Os maiores inimigos dos idosos podem estar dentro de casa. Cerca de 80% das ocorrências de violência contra este público ocorrem no ambiente familiar, de acordo com o delegado da Delegacia Especializada de Delitos Contra a Pessoa Idosa, Marcos Veloso. Entre eles, os mais comuns são negligência, abandono material, maus-tratos e apropriação de recursos.  
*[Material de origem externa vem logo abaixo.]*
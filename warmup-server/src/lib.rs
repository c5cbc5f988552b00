pub mod aws;
pub mod config;
pub mod error;
pub mod handlers;
pub mod page;
pub mod server;
pub mod state;
pub mod warmup;

// Re-exports for convenience
pub use config::Config;
pub use error::{WarmupError, WarmupResult};
pub use state::AppState;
Eu nunca imaginei que eu fosse estar nesta delegacia e vivenciar o que eu vivo. Eu acho muito triste. É muito triste. Eu não sabia o tanto que é difícil envelhecer 

A Delegacia, que é responsável por todos os crimes relacionados ao Estatuto do Idoso em Cuiabá, recebe em torno de três denúncias por dia. A rotina na unidade policial, onde dramas familiares são expostos e a fragilidade das vítimas é evidente, impõe uma carga emocional a quem trabalha ali. Para o delegado, o sentimento é de tristeza.

Dos cerca de 600 inquéritos que estão na Delegacia, menos de 40 são de idosos que foram vítimas em locais públicos. 
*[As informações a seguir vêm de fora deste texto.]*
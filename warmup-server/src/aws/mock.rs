use crate::aws::traits::{
    ListenerAction, ListenerDescription, LoadBalancerDescription, LoadBalancerOperations,
    ServiceDescription, ServiceOperations, TargetGroupDescription, TargetHealthDescription,
};
use crate::error::{WarmupError, WarmupResult};
use async_trait::async_trait;
use common::ServiceRef;
use std::collections::HashMap;
use std::sync::{Arc, Mutex};

#[derive(Default)]
struct MockStore {
    services: HashMap<ServiceRef, ServiceDescription>,
    target_groups: HashMap<String, TargetGroupDescription>,
    load_balancers: HashMap<String, LoadBalancerDescription>,
    target_health: HashMap<String, Vec<TargetHealthDescription>>,
    listeners: HashMap<String, Vec<ListenerDescription>>,
    /// Descriptions served instead of `services` while reads are stale
    stale_services: Option<HashMap<ServiceRef, ServiceDescription>>,
    scale_calls: Vec<(ServiceRef, i32)>,
    control_plane_calls: usize,
    reject_updates: bool,
}

/// In-memory ECS and ELBv2 control plane for unit testing
#[derive(Clone)]
pub struct MockControlPlane {
    store: Arc<Mutex<MockStore>>,
}

impl MockControlPlane {
    /// Create a new mock with no services or load balancers
    pub fn new() -> Self {
        Self {
            store: Arc::new(Mutex::new(MockStore::default())),
        }
    }

    /// Register a service bound to the given target groups
    pub fn add_service(
        &self,
        service_ref: &ServiceRef,
        desired_count: i32,
        running_count: i32,
        target_group_arns: &[&str],
    ) {
        self.put_service(
            service_ref,
            ServiceDescription {
                desired_count: Some(desired_count),
                running_count: Some(running_count),
                target_group_arns: target_group_arns
                    .iter()
                    .map(|arn| Some(arn.to_string()))
                    .collect(),
            },
        );
    }

    /// Register a raw service description, including incomplete ones
    pub fn put_service(&self, service_ref: &ServiceRef, description: ServiceDescription) {
        self.store
            .lock()
            .unwrap()
            .services
            .insert(service_ref.clone(), description);
    }

    /// Simulate ECS placing (or stopping) tasks
    pub fn set_running_count(&self, service_ref: &ServiceRef, running_count: i32) {
        if let Some(service) = self.store.lock().unwrap().services.get_mut(service_ref) {
            service.running_count = Some(running_count);
        }
    }

    pub fn add_target_group(&self, target_group_arn: &str, load_balancer_arns: &[&str]) {
        self.store.lock().unwrap().target_groups.insert(
            target_group_arn.to_string(),
            TargetGroupDescription {
                target_group_arn: target_group_arn.to_string(),
                load_balancer_arns: load_balancer_arns.iter().map(|a| a.to_string()).collect(),
            },
        );
    }

    pub fn add_load_balancer(&self, arn: &str, dns_name: &str, name: &str) {
        self.put_load_balancer(LoadBalancerDescription {
            arn: arn.to_string(),
            dns_name: Some(dns_name.to_string()),
            name: Some(name.to_string()),
        });
    }

    pub fn put_load_balancer(&self, description: LoadBalancerDescription) {
        self.store
            .lock()
            .unwrap()
            .load_balancers
            .insert(description.arn.clone(), description);
    }

    /// Replace the target health of a target group with `(target_id, state)` pairs
    pub fn set_target_health(&self, target_group_arn: &str, targets: &[(&str, &str)]) {
        let descriptions = targets
            .iter()
            .map(|(id, state)| TargetHealthDescription {
                target_id: Some(id.to_string()),
                state: Some(state.to_string()),
            })
            .collect();

        self.put_target_health(target_group_arn, descriptions);
    }

    pub fn put_target_health(
        &self,
        target_group_arn: &str,
        targets: Vec<TargetHealthDescription>,
    ) {
        self.store
            .lock()
            .unwrap()
            .target_health
            .insert(target_group_arn.to_string(), targets);
    }

    /// Append a listener to a load balancer, preserving registration order
    pub fn add_listener(&self, load_balancer_arn: &str, listener: ListenerDescription) {
        self.store
            .lock()
            .unwrap()
            .listeners
            .entry(load_balancer_arn.to_string())
            .or_default()
            .push(listener);
    }

    /// Helper to create a listener forwarding to one target group
    pub fn forwarding_listener(
        port: i32,
        protocol: &str,
        target_group_arn: &str,
    ) -> ListenerDescription {
        ListenerDescription {
            listener_arn: Some(format!("arn:listener/{}", port)),
            port: Some(port),
            protocol: Some(protocol.to_string()),
            default_actions: vec![ListenerAction {
                target_group_arn: None,
                forward_target_group_arns: vec![target_group_arn.to_string()],
            }],
        }
    }

    /// Make every subsequent update call fail as if ECS rejected it
    pub fn reject_updates(&self, reject: bool) {
        self.store.lock().unwrap().reject_updates = reject;
    }

    /// Serve service descriptions as of now until turned off again, while
    /// updates keep applying underneath. Models DescribeServices lagging
    /// behind UpdateService.
    pub fn stale_describes(&self, stale: bool) {
        let mut store = self.store.lock().unwrap();
        let snapshot = stale.then(|| store.services.clone());
        store.stale_services = snapshot;
    }

    /// Every scale request received, in arrival order
    pub fn scale_calls(&self) -> Vec<(ServiceRef, i32)> {
        self.store.lock().unwrap().scale_calls.clone()
    }

    /// Total number of control-plane calls of any kind
    pub fn control_plane_calls(&self) -> usize {
        self.store.lock().unwrap().control_plane_calls
    }

    pub fn desired_count(&self, service_ref: &ServiceRef) -> Option<i32> {
        self.store
            .lock()
            .unwrap()
            .services
            .get(service_ref)
            .and_then(|service| service.desired_count)
    }
}

impl Default for MockControlPlane {
    fn default() -> Self {
        Self::new()
    }
}

#[async_trait]
impl ServiceOperations for MockControlPlane {
    async fn describe_service(
        &self,
        service_ref: &ServiceRef,
    ) -> WarmupResult<Option<ServiceDescription>> {
        let mut store = self.store.lock().unwrap();
        store.control_plane_calls += 1;

        let services = store.stale_services.as_ref().unwrap_or(&store.services);
        Ok(services.get(service_ref).cloned())
    }

    async fn update_desired_count(
        &self,
        service_ref: &ServiceRef,
        desired_count: i32,
    ) -> WarmupResult<()> {
        let mut store = self.store.lock().unwrap();
        store.control_plane_calls += 1;
        store.scale_calls.push((service_ref.clone(), desired_count));

        if store.reject_updates {
            return Err(WarmupError::Processing(
                "UpdateService failed: AccessDeniedException".to_string(),
            ));
        }

        let service = store.services.get_mut(service_ref).ok_or_else(|| {
            WarmupError::Processing(format!(
                "UpdateService failed: ServiceNotFoundException: {}",
                service_ref
            ))
        })?;
        service.desired_count = Some(desired_count);

        Ok(())
    }
}

#[async_trait]
impl LoadBalancerOperations for MockControlPlane {
    async fn describe_target_group(
        &self,
        target_group_arn: &str,
    ) -> WarmupResult<Option<TargetGroupDescription>> {
        let mut store = self.store.lock().unwrap();
        store.control_plane_calls += 1;

        Ok(store.target_groups.get(target_group_arn).cloned())
    }

    async fn describe_load_balancer(
        &self,
        load_balancer_arn: &str,
    ) -> WarmupResult<Option<LoadBalancerDescription>> {
        let mut store = self.store.lock().unwrap();
        store.control_plane_calls += 1;

        Ok(store.load_balancers.get(load_balancer_arn).cloned())
    }

    async fn describe_target_health(
        &self,
        target_group_arn: &str,
    ) -> WarmupResult<Vec<TargetHealthDescription>> {
        let mut store = self.store.lock().unwrap();
        store.control_plane_calls += 1;

        if !store.target_groups.contains_key(target_group_arn) {
            return Err(WarmupError::Processing(format!(
                "DescribeTargetHealth failed: TargetGroupNotFound: {}",
                target_group_arn
            )));
        }

        Ok(store
            .target_health
            .get(target_group_arn)
            .cloned()
            .unwrap_or_default())
    }

    async fn describe_listeners(
        &self,
        load_balancer_arn: &str,
    ) -> WarmupResult<Vec<ListenerDescription>> {
        let mut store = self.store.lock().unwrap();
        store.control_plane_calls += 1;

        if !store.load_balancers.contains_key(load_balancer_arn) {
            return Err(WarmupError::Processing(format!(
                "DescribeListeners failed: LoadBalancerNotFound: {}",
                load_balancer_arn
            )));
        }

        Ok(store
            .listeners
            .get(load_balancer_arn)
            .cloned()
            .unwrap_or_default())
    }
}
“É dentro do ambiente familiar. É a esposa que maltrata o marido, o marido que maltrata a esposa, os filhos que negligenciam os pais, sobrinho com o tio. É no ambiente familiar. […] Infelizmente, uma coisa que chama atenção, é o idoso que não tem autossuficiência, não tem automoção, vamos falar assim, e confia no familiar que o prejudica”, diz. 
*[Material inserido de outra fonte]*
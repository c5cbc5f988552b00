use crate::handlers;
use crate::state::AppState;
use axum::{routing::get, Router};
use tower_http::trace::TraceLayer;

/// Build the HTTP server with all routes and middleware
pub fn build_router(state: AppState) -> Router {
    Router::new()
        .route("/", get(handlers::warmup_handler))
        .route("/health", get(handlers::health_handler))
        .with_state(state)
        .layer(TraceLayer::new_for_http())
}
Ele destacou que a situação se agrava quando moram apenas o idoso e um familiar problemático na casa, pois o estado não possui nenhuma Instituição de Longa Permanência para Idosos (ILPI) pública. 

“Você tem uma mãe com um filho dependente. A mãe sofre demais. O cara “noia”, quando está drogado, não cuida da mãe, que passa dois, três dias sem comer, sem tomar banho, sem fazer higiene. O que fazer? Eu tiro o filho dependente de lá, certo? E quem cuida da mãe se não tem um abrigo? Se tirar o filho problemático, por exemplo, a mãe fica sem e aí não tem onde colocá-la”, afirma. 

A grande maioria das denúncias recebidas são feitas a partir de vizinhos, já que as vítimas nunca querem denunciar os seus parentes. 

“A gente já tem na cabeça o que vai acontecer, certo? Você chega lá e fala: ‘Ah, mas a gente já fez uma pesquisa aqui no entorno, os vizinhos falam que seu filho é alcoólatra, tal, tal..’ e a mãe responde: ‘Ah, mas do jeito dele, ele é assim. Quando bebe, ele fica meio nervoso, mas ele não faz por mal’. Só que fez. Você vê a senhorinha toda machucada”, lamenta.

A Fundação Abrigo Bom Jesus é a única ILPI filantrópica. Todos os idosos acolhidos por ela são parte de algum grupo de vulnerabilidade, mas há fila de mais de 50 pessoas para entrar na instituição pelo Centro de Referência de Assistência Social (Cras). 

O papel da Delegacia é “ checar uma denúncia, constatar que ela é real, tipificar como uma ação delituosa, fazer um relatório e encaminhar para o juiz”. A partir disso, o Ministério Público se torna responsável pelo caso e decide a respeito do processo e condenação. 

“Isso que nos machuca. Nós é que temos contato e aí a gente começa a sofrer. A gente vivencia uma realidade, ou uma situação, que não é da nossa função direta resolver”. 

“Eu sou delegado há 35 anos, tenho 63 anos. Eu trabalhei em diversos lugares na Polícia, passei 11 anos na Gerência de Atividades Especiais (GOE). Nunca imaginei que eu fosse estar nesta delegacia e vivenciar isso. Eu acho muito triste. É muito triste. Eu não sabia o tanto que é difícil envelhecer. Eu não tinha a menor noção sobre isso”, diz. 

Além disso, o delegado admitiu que, muitas vezes, quanto mais dinheiro a pessoa tem, mais violência sofre por causa da briga patrimonial. Ele afirmou que há casos em que os filhos brigam pela herança do pai, mas se recusam a cuidar dele.

“Outra questão de violência financeira: o filho faz consignado no nome do pai, aí quando o pai vai receber aposentadoria, não tem aposentadoria, está tudo pendurado no consignado. Tem muito, tem muito. Aí o idoso não tem dinheiro nem para comprar remédio”. 

A esperança de melhora de muitas dessas situações está nas ILPIs públicas em fase de implementação por meio do Governo do Estado, de acordo com Marcos Veloso. Ele afirmou que serão seis unidades no estado, cada uma com capacidade para 104 idosos morarem e 50 serem acolhidos por dia. 

Para denunciar, a pessoa pode discar 100 e falar com o Ministério da Justiça ou 197 para entrar em contato diretamente com a Polícia Civil. O delegado ainda destacou que não é necessário se identificar.